2. `tests/test_mlx_finetune_last_n_layers.py` FakeModel is incomplete

`unsloth_zoo/mlx/loader.py::FastMLXModel.get_peft_model` prints a "LoRA applied -- N trainable params (P% of T total)" stats line at the tail of the function via `mlx.utils.tree_flatten(model.trainable_parameters())` plus `model.parameters()`. The synthetic FakeModel in this test never implemented those two methods, so the assertion targeting `linear_to_lora_layers`'s captured `num_layers` is never reached -- the test crashes at `loader.py:3712` with `AttributeError: 'FakeModel' object has no attribute 'trainable_parameters'`.

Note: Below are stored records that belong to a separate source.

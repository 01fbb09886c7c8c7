// Copyright (c) Microsoft Corporation.
// Licensed under the MIT license.

use custom_error::custom_error;

use std::io;

//==============================================================================
// Constants & Structures
//==============================================================================

custom_error! {#[derive(Clone, PartialEq, Eq)] pub Fail
    ConnectionRefused{} = "connection refused",
    ConnectionAborted{} = "connection aborted",
    ConnectionReset{} = "connection reset by peer",
    ConnectionClosed{} = "connection closed",
    HandshakeFailed{ details: String } = "handshake failed ({details})",
    Invalid{ details: &'static str } = "invalid argument ({details})",
    Unsupported{ details: &'static str } = "operation not supported ({details})",
    Cancelled{} = "operation cancelled",
    LoopStopped{} = "event loop is not running",
    TimedOut{} = "operation timed out",
    Ignored{ details: &'static str } = "operation ignored ({details})",
    ResolveFailed{ details: String } = "address resolution failed ({details})",
    IoError{ errno: i32 } = "I/O error (errno {errno})",
    Malformed{ details: &'static str } = "malformed payload ({details})",
}

//==============================================================================
// Associate Functions
//==============================================================================

/// Associate functions for [Fail].
impl Fail {
    /// Maps the target [Fail] to an OS error number.
    pub fn errno(&self) -> i32 {
        match self {
            Fail::ConnectionRefused {} => libc::ECONNREFUSED,
            Fail::ConnectionAborted {} => libc::ECONNABORTED,
            Fail::ConnectionReset {} => libc::ECONNRESET,
            Fail::ConnectionClosed {} => libc::EPIPE,
            Fail::HandshakeFailed { .. } => libc::EPROTO,
            Fail::Invalid { .. } => libc::EINVAL,
            Fail::Unsupported { .. } => libc::ENOTSUP,
            Fail::Cancelled {} => libc::ECANCELED,
            Fail::LoopStopped {} => libc::ESHUTDOWN,
            Fail::TimedOut {} => libc::ETIMEDOUT,
            Fail::Ignored { .. } => libc::EAGAIN,
            Fail::ResolveFailed { .. } => libc::EADDRNOTAVAIL,
            Fail::IoError { errno } => *errno,
            Fail::Malformed { .. } => libc::EBADMSG,
        }
    }
}

//==============================================================================
// Trait Implementations
//==============================================================================

/// Conversion trait implementation for [Fail]. Transient conditions
/// (would-block, interrupted) are retried at the I/O sites and must never
/// reach this conversion.
impl From<io::Error> for Fail {
    fn from(error: io::Error) -> Self {
        match error.kind() {
            io::ErrorKind::ConnectionRefused => Fail::ConnectionRefused {},
            io::ErrorKind::ConnectionAborted => Fail::ConnectionAborted {},
            io::ErrorKind::ConnectionReset | io::ErrorKind::BrokenPipe => {
                Fail::ConnectionReset {}
            }
            io::ErrorKind::TimedOut => Fail::TimedOut {},
            _ => Fail::IoError {
                errno: error.raw_os_error().unwrap_or(libc::EIO),
            },
        }
    }
}
fn render_issue_list(f: &mut Frame, app: &App, area: Rect) -> Vec<RowHit> {
    let view = app.list_view();
    let block = Block::default()
        .borders(Borders::ALL)
        .border_style(Style::default().fg(Color::Blue))
        .title(format!("Issues ({})", view.rows().len()));
    let inner = block.inner(area);

    match view {
        IssueListView::Empty => {
            let text = vec![
                Line::from(""),
                Line::from(Span::styled(
                    EMPTY_TITLE,
                    Style::default().add_modifier(Modifier::BOLD),
                )),
                Line::from(EMPTY_TEXT),
            ];
            let empty = Paragraph::new(text)
                .block(block)
                .alignment(Alignment::Center)
                .wrap(Wrap { trim: true });
            f.render_widget(empty, area);
            Vec::new()
        }
        IssueListView::Rows(rows) => {
            let items: Vec<ListItem> = rows.iter().map(row_item).collect();
            let list = List::new(items)
                .block(block)
                .highlight_style(Style::default().bg(Color::DarkGray))
                .highlight_symbol("> ");
            let mut state = ListState::default().with_selected(Some(app.selected));
            f.render_stateful_widget(list, area, &mut state);
            render_row_buttons(f, &rows, inner, state.offset())
        }
    }
}

/// Draws edit/delete buttons on each visible row and returns where rows and
/// buttons landed, buttons first
fn render_row_buttons(
    f: &mut Frame,
    rows: &[IssueRow],
    inner: Rect,
    offset: usize,
) -> Vec<RowHit> {
    let show_buttons = inner.width >= ROW_BUTTONS_MIN_WIDTH;
    let mut hits = Vec::new();
    let mut y = inner.y;

    for row in rows.iter().skip(offset) {
        if y >= inner.bottom() {
            break;
        }
        if show_buttons {
            let edit = Rect::new(inner.right().saturating_sub(16), y, 6, 1);
            let delete = Rect::new(edit.x + 7, y, 8, 1);
            f.render_widget(
                Paragraph::new(Span::styled(EDIT_BUTTON, Style::default().fg(Color::Yellow))),
                edit,
            );
            f.render_widget(
                Paragraph::new(Span::styled(DELETE_BUTTON, Style::default().fg(Color::Red))),
                delete,
            );
            hits.push(RowHit {
                id: row.id.clone(),
                action: RowAction::Edit,
                area: edit,
            });
            hits.push(RowHit {
                id: row.id.clone(),
                action: RowAction::Delete,
                area: delete,
            });
        }
        let height = ROW_HEIGHT.min(inner.bottom() - y);
        hits.push(RowHit {
            id: row.id.clone(),
            action: RowAction::Select,
            area: Rect::new(inner.x, y, inner.width, height),
        });
        y = y.saturating_add(ROW_HEIGHT);
    }
    hits
}

fn render_status_bar(f: &mut Frame, app: &App, area: Rect) {
    let content = if let Some(message) = app.loading.message() {
        Line::from(vec![
            Span::styled(
                format!("{} ", app.loading.spinner(Instant::now())),
                Style::default().fg(Color::Yellow),
            ),
            Span::styled(message.to_string(), Style::default().fg(Color::Cyan)),
        ])
    } else if app.mode == AppMode::Search {
        Line::from(vec![
            Span::styled(
                "[SEARCH] ",
                Style::default()
                    .fg(Color::Yellow)
                    .add_modifier(Modifier::BOLD),
            ),
            Span::raw(sanitize_terminal(&app.filter.search)),
            Span::raw("_"),
        ])
    } else {
        Line::from(vec![
            Span::styled(
                "[NORMAL]",
                Style::default()
                    .fg(Color::Green)
                    .add_modifier(Modifier::BOLD),
            ),
            Span::raw(
                " | [a]dd [e]dit [d]elete [/]search [s]tatus [p]riority [r]eload [?]help [q]uit",
            ),
        ])
    };

    let bar = Paragraph::new(content)
        .style(Style::default().bg(Color::DarkGray))
        .alignment(Alignment::Left);
    f.render_widget(bar, area);
}

/// Newest alert on top, stacked down the right edge
fn render_alerts(f: &mut Frame, app: &mut App, area: Rect) {
    app.hit.alerts.clear();
    if app.alerts.is_empty() {
        return;
    }
    let width = ALERT_WIDTH.min(area.width);
    let x = area.x + area.width - width;

    let mut y = area.y;
    for alert in app.alerts.alerts().iter().rev() {
        if y + ALERT_HEIGHT > area.y + area.height {
            break;
        }
        let rect = Rect::new(x, y, width, ALERT_HEIGHT);
        render_alert(f, alert, rect);
        app.hit.alerts.push((alert.id, rect));
        y += ALERT_HEIGHT;
    }
}

fn render_alert(f: &mut Frame, alert: &Alert, area: Rect) {
    let (color, title) = match alert.kind {
        AlertKind::Success => (Color::Green, "Success"),
        AlertKind::Error => (Color::Red, "Error"),
        AlertKind::Info => (Color::Cyan, "Info"),
    };

    f.render_widget(Clear, area);
    let paragraph = Paragraph::new(sanitize_terminal(&alert.message))
        .block(
            Block::default()
                .borders(Borders::ALL)
                .border_style(Style::default().fg(color))
                .style(Style::default().bg(Color::Black))
                .title(format!("{title} {}", alert.created_at.format("%H:%M:%S"))),
        )
        .style(Style::default().fg(color));
    f.render_widget(paragraph, area);
}

fn render_help_overlay(f: &mut Frame) {
    let area = centered_rect(60, 70, f.area());
    f.render_widget(Clear, area);

    let help_text = vec![
        Line::from(vec![Span::styled(
            "Keyboard Shortcuts",
            Style::default()
                .add_modifier(Modifier::BOLD)
                .fg(Color::Cyan),
        )]),
        Line::from(""),
        Line::from("  j/Down       Move down"),
        Line::from("  k/Up         Move up"),
        Line::from("  g/G          Go to top/bottom"),
        Line::from("  a/Ctrl-n     New issue"),
        Line::from("  e/Enter      Edit issue"),
        Line::from("  d            Delete issue"),
        Line::from("  / or Ctrl-/  Search"),
        Line::from("  s            Cycle status filter"),
        Line::from("  p            Cycle priority filter"),
        Line::from("  c            Clear filters"),
        Line::from("  r            Reload, dropping any pending request"),
        Line::from("  Esc          Cancel the pending request"),
        Line::from("  x            Dismiss newest alert"),
        Line::from("  ?            Help"),
        Line::from("  q/Ctrl-c     Quit"),
        Line::from(""),
        Line::from("In dialogs: Tab/Shift-Tab move, Up/Down change, Enter save, Esc cancel"),
    ];

    let paragraph = Paragraph::new(help_text)
        .block(
            Block::default()
                .borders(Borders::ALL)
                .border_style(Style::default().fg(Color::Yellow))
                .style(Style::default().bg(Color::Black))
                .title("Help (press Esc to close)"),
        )
        .wrap(Wrap { trim: true });
    f.render_widget(paragraph, area);
}
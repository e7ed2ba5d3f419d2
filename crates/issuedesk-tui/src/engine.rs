//! Background request engine
//!
//! API calls run on a dedicated thread with its own tokio runtime so the UI
//! loop never blocks on the network. Requests are executed one at a time in
//! the order they were sent. Each produces exactly one [`Outcome`] unless it
//! is cancelled first.

use issuedesk_client::{ClientError, IssueApi, Operation};
use issuedesk_core::{Issue, IssueUpdate, NewIssue};
use std::collections::VecDeque;
use std::sync::mpsc::Sender;
use tokio::sync::mpsc::{UnboundedReceiver, UnboundedSender, unbounded_channel};

/// Operations the UI can ask for
#[derive(Debug, Clone, PartialEq, Eq)]
pub enum Request {
    List,
    Create(NewIssue),
    Update { id: String, payload: IssueUpdate },
    Delete { id: String },
}

impl Request {
    pub fn operation(&self) -> Operation {
        match self {
            Request::List => Operation::List,
            Request::Create(_) => Operation::Create,
            Request::Update { .. } => Operation::Update,
            Request::Delete { .. } => Operation::Delete,
        }
    }

    pub fn loading_message(&self) -> &'static str {
        match self {
            Request::List => "Loading issues...",
            Request::Create(_) => "Creating issue...",
            Request::Update { .. } => "Updating issue...",
            Request::Delete { .. } => "Deleting issue...",
        }
    }
}

/// Outcome of a [`Request`]
#[derive(Debug)]
pub enum Event {
    Listed(Result<Vec<Issue>, ClientError>),
    Created(Result<Issue, ClientError>),
    Updated {
        id: String,
        result: Result<Issue, ClientError>,
    },
    Deleted {
        id: String,
        result: Result<(), ClientError>,
    },
}

/// Messages from the UI to the engine
#[derive(Debug, Clone, PartialEq, Eq)]
pub enum Command {
    Run { generation: u64, request: Request },
    /// Drop the request currently executing; queued requests still run
    Cancel,
}

/// An [`Event`] tagged with the generation of the request that caused it
#[derive(Debug)]
pub struct Outcome {
    pub generation: u64,
    pub event: Event,
}

/// Handle held by the UI. When the last handle is dropped the engine stops.
#[derive(Clone)]
pub struct EngineHandle {
    tx: UnboundedSender<Command>,
}

impl EngineHandle {
    pub fn new(tx: UnboundedSender<Command>) -> Self {
        Self { tx }
    }

    /// Queue a request. Returns false if the engine has shut down.
    pub fn send(&self, generation: u64, request: Request) -> bool {
        self.tx.send(Command::Run { generation, request }).is_ok()
    }

    /// Abandon the request being executed
    pub fn cancel(&self) -> bool {
        self.tx.send(Command::Cancel).is_ok()
    }
}

/// Start the engine thread. Outcomes are delivered on `events`.
pub fn start<A>(api: A, events: Sender<Outcome>) -> std::io::Result<EngineHandle>
where
    A: IssueApi + 'static,
{
    let (tx, rx) = unbounded_channel();
    let runtime = tokio::runtime::Builder::new_current_thread()
        .enable_all()
        .build()?;

    std::thread::Builder::new()
        .name("issuedesk-engine".into())
        .spawn(move || runtime.block_on(run(api, rx, events)))?;

    Ok(EngineHandle::new(tx))
}

async fn run<A: IssueApi>(api: A, mut rx: UnboundedReceiver<Command>, events: Sender<Outcome>) {
    tracing::debug!("engine started");
    let mut queue = VecDeque::new();

    loop {
        let (generation, request) = match queue.pop_front() {
            Some(job) => job,
            None => match rx.recv().await {
                Some(Command::Run { generation, request }) => (generation, request),
                Some(Command::Cancel) => continue,
                None => break,
            },
        };

        let work = execute(&api, request);
        tokio::pin!(work);
        let event = loop {
            tokio::select! {
                event = &mut work => break Some(event),
                command = rx.recv() => match command {
                    Some(Command::Run { generation, request }) => {
                        queue.push_back((generation, request));
                    }
                    Some(Command::Cancel) => {
                        tracing::info!(generation, "request cancelled");
                        break None;
                    }
                    None => {
                        tracing::debug!("engine stopped");
                        return;
                    }
                },
            }
        };

        let Some(event) = event else {
            continue;
        };
        if events.send(Outcome { generation, event }).is_err() {
            break;
        }
    }
    tracing::debug!("engine stopped");
}

/// Run a single request against the API
pub async fn execute<A: IssueApi + ?Sized>(api: &A, request: Request) -> Event {
    match request {
        Request::List => Event::Listed(api.list_issues().await),
        Request::Create(payload) => Event::Created(api.create_issue(&payload).await),
        Request::Update { id, payload } => {
            let result = api.update_issue(&id, &payload).await;
            Event::Updated { id, result }
        }
        Request::Delete { id } => {
            let result = api.delete_issue(&id).await;
            Event::Deleted { id, result }
        }
    }
}
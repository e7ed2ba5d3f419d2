//! issuedesk-client: REST client for the issues endpoint
//!
//! One request per call, JSON in and out, no retries. Failures come back as
//! [`ClientError`] values carrying a message fit to show the user.

pub mod client;
pub mod error;

pub use client::{ApiClient, IssueApi};
pub use error::{ClientError, Operation};
pub use reqwest::StatusCode;

/// Result type for client operations
pub type Result<T> = std::result::Result<T, ClientError>;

The test exercises a parameter passthrough; the stats line is incidental. Fix: stub `trainable_parameters` and `parameters` on FakeModel to return empty dicts so `tree_flatten` yields zero entries and the stats line prints "0.00% of 0 total" without raising.

Verification

```
python -m pytest tests/test_mlx_finetune_last_n_layers.py -v
2 passed
python -m pytest tests/test_mlx_*.py -q
180 passed, 1 skipped
python -m pytest tests/ -q --ignore=tests/security
1017 passed, 50 skipped
```

Both fixes are independent of each other and of #697; bundled here because both surfaced in the same audit pass.

…tubs Two unrelated cleanups surfaced while validating PR #697: 1. .github/workflows/mlx-ci.yml fails on every scheduled run. pyproject gates `torch` off on darwin+arm64 (mlx is the native path on Apple Silicon), so `pip install -e .[mlx]` on macos-14 does not pull torch. But tests/mlx_simulation/__init__.py:52 unconditionally `import torch` so the autouse shim that powers the test suite can monkeypatch torch.Tensor with MLX-only methods. Collection of tests/test_mlx_torch_shim_smoke.py blows up with `ModuleNotFoundError: No module named 'torch'` before any test runs. Reproduces: most recent scheduled cron run on main (run id 26499388502) failed in 52s with exactly that error at collection time. Fix: install the CPU torch wheel explicitly before `.[mlx]`, matching the local-dev install order. Three-line patch. 2. tests/test_mlx_finetune_last_n_layers.py FakeModel is incomplete. `unsloth_zoo/mlx/loader.py::FastMLXModel.get_peft_model` prints a "LoRA applied -- N trainable params (P% of T total)" stats line at the tail of the function via `mlx.utils.tree_flatten(model.trainable_parameters())` plus `model.parameters()`. The synthetic FakeModel in this test never implemented those two methods, so the assertion targeting `linear_to_lora_layers`'s captured `num_layers` is never reached -- the test crashes at `loader.py:3712` with `AttributeError: 'FakeModel' object has no attribute 'trainable_parameters'`. The test exercises a parameter passthrough; the stats line is incidental. Fix: stub `trainable_parameters` and `parameters` on FakeModel to return empty dicts so tree_flatten yields zero entries and the stats line prints "0.00% of 0 total" without raising. Verified locally: python -m pytest tests/test_mlx_finetune_last_n_layers.py -v 2 passed python -m pytest tests/test_mlx_*.py -q 180 passed, 1 skipped python -m pytest tests/ -q --ignore=tests/security 1017 passed, 50 skipped

gemini-code-assist

Code Review

This pull request updates the FakeModel class in tests/test_mlx_finetune_last_n_layers.py by adding mock trainable_parameters and parameters methods that return empty dictionaries. This prevents AttributeError exceptions when get_peft_model attempts to print LoRA parameter statistics during testing. There are no review comments to address.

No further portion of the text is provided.